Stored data
────────
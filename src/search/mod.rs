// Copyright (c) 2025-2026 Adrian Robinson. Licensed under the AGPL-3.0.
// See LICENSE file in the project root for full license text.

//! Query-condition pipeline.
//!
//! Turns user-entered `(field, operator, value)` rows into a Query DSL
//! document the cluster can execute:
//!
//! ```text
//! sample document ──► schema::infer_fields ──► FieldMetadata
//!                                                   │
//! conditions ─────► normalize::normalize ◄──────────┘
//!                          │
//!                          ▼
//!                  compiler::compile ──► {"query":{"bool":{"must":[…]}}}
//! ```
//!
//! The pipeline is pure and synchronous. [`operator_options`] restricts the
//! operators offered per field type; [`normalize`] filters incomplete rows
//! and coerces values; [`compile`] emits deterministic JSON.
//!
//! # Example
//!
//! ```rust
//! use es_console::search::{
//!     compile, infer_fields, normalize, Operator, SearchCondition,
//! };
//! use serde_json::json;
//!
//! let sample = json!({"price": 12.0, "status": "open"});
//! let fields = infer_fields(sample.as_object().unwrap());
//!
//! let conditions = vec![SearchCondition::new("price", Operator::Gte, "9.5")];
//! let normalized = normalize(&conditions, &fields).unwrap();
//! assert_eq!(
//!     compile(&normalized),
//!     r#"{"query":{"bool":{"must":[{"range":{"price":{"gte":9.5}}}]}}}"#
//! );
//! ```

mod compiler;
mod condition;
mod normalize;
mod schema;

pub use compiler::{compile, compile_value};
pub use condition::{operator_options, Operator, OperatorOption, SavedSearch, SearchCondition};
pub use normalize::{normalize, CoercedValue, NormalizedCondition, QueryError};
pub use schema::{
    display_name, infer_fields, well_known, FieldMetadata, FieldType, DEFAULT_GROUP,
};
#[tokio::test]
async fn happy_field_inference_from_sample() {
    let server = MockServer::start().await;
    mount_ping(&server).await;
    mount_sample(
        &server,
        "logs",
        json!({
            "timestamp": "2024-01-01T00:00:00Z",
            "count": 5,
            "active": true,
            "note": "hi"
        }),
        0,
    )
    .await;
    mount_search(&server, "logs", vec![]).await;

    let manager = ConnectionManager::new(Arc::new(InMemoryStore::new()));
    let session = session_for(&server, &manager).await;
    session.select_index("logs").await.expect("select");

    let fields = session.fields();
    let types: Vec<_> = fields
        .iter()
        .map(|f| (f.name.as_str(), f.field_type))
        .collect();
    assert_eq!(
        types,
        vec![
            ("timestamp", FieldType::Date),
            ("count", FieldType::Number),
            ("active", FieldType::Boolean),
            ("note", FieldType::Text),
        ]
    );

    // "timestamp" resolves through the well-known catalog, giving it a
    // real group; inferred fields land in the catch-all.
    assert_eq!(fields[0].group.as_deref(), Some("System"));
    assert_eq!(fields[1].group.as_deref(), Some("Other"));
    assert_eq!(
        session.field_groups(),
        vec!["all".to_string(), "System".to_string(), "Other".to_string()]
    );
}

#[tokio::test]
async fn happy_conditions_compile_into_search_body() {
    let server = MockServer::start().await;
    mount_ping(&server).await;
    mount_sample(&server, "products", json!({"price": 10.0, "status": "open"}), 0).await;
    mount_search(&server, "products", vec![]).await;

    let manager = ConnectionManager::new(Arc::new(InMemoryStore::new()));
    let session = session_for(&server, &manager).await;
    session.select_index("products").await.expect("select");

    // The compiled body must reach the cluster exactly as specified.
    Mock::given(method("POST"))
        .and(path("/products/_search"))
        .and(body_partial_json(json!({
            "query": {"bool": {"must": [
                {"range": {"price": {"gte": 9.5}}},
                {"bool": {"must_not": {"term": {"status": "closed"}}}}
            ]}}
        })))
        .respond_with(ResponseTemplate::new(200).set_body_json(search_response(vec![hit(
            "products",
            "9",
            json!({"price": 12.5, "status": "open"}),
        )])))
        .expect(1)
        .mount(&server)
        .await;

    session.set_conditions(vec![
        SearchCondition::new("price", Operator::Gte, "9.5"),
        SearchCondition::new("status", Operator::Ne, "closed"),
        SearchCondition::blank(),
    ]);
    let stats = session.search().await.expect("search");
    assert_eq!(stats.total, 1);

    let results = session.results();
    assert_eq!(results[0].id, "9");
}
────────
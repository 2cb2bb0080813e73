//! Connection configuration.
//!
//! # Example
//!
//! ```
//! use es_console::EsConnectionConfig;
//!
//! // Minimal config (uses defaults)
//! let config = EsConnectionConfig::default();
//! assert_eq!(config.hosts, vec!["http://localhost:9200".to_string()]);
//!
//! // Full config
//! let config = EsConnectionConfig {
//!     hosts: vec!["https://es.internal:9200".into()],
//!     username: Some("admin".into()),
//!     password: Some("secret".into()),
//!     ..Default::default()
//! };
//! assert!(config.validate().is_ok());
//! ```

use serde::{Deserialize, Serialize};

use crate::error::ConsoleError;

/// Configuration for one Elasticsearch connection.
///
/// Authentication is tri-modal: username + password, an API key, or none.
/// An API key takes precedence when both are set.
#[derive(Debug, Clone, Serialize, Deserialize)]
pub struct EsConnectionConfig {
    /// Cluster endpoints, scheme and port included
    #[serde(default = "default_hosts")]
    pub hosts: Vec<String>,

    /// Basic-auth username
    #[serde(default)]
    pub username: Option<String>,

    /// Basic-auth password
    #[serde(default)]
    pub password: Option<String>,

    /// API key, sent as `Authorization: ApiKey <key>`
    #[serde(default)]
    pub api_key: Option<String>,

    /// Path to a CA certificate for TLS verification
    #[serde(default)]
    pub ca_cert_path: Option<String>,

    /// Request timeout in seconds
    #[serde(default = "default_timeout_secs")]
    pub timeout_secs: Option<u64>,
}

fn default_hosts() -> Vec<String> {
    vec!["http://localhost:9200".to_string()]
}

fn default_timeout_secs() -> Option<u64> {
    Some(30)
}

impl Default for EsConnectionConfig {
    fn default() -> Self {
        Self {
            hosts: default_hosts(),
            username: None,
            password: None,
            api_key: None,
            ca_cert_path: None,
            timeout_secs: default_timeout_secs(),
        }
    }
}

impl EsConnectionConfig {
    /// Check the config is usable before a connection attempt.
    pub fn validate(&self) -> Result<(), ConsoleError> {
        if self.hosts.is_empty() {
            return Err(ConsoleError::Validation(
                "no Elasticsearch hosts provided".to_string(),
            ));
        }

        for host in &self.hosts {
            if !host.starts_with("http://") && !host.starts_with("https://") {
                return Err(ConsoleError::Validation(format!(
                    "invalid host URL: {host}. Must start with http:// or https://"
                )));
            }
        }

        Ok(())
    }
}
────────
● **Exercise goal**: Taking the line with "filename src/search/mod.rs" as the first and the line with "document the cluster" as the last, retype that stretch of the data above exactly, with no other lines.

● **Solution**:
filename src/search/mod.rs
// Copyright (c) 2025-2026 Adrian Robinson. Licensed under the AGPL-3.0.
// See LICENSE file in the project root for full license text.

//! Query-condition pipeline.
//!
//! Turns user-entered `(field, operator, value)` rows into a Query DSL
//! document the cluster can execute:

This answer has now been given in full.